Enhancing the efficiency of non-fullerene organic solar cells by using a volatilizable solid additive system

Abstract

The morphology of the active layer mostly affects the photovoltaic efficiency of organic solar cells (OSCs). Optimizing the configuration of the bulk heterojunction (BHJ) is a very effective approach to enhancing the donor–acceptor network in the active layer. This work aims to examine the influence of a gallium (Ga) doped ZnO electron transport layer (ETL) and a solid additive 1,4-diiodobenzene (DIB) on the nanomorphology and performance of an inverted OSC. Nevertheless, the challenge of selecting appropriate solid additives for device optimization is arduous due to the extensive range of organic photovoltaic materials obtainable. This study presents the utilization of DIB as a solid additive to enhance the efficiency of OSCs.

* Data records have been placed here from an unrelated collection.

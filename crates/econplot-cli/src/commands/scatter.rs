use econplot_core::{ScatterCohortRenderer, SeriesPipeline, TransformConfig};

use crate::cli::ScatterArgs;
use crate::error::CliError;

use super::{plot, CommandResult};

/// Scatter plots levels; transform flags are not offered.
pub async fn run(args: &ScatterArgs, pipeline: &SeriesPipeline) -> Result<CommandResult, CliError> {
    let count = args.chart.series.len();
    if count != 2 {
        return Err(CliError::Usage(format!(
            "scatter needs exactly two --series (x then y), got {count}"
        )));
    }

    let renderer = ScatterCohortRenderer::with_cutoff(args.cohort_cutoff);
    plot::run(&args.chart, TransformConfig::none(), &renderer, pipeline).await
}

The utilization of modified ETL and DIB as solvent additives has been found to enhance the development of a desirable nanomorphology characterized by a bi-continuous interpenetrating network of donor and acceptor. Devices treated with DIB have significantly enhanced performance compared to control devices. In the case of non-fullerene OSCs, the power conversion efficiency (PCE) achieved a value of 16.67%. Additionally, employing DIB in the production of OSCs results in enhanced charge transport and extraction, improved crystallinity, reduced charge recombination, and superior phase separation. We provide evidence that the utilization of additive engineering is a very efficient approach for improving the efficiency of organic solar cells.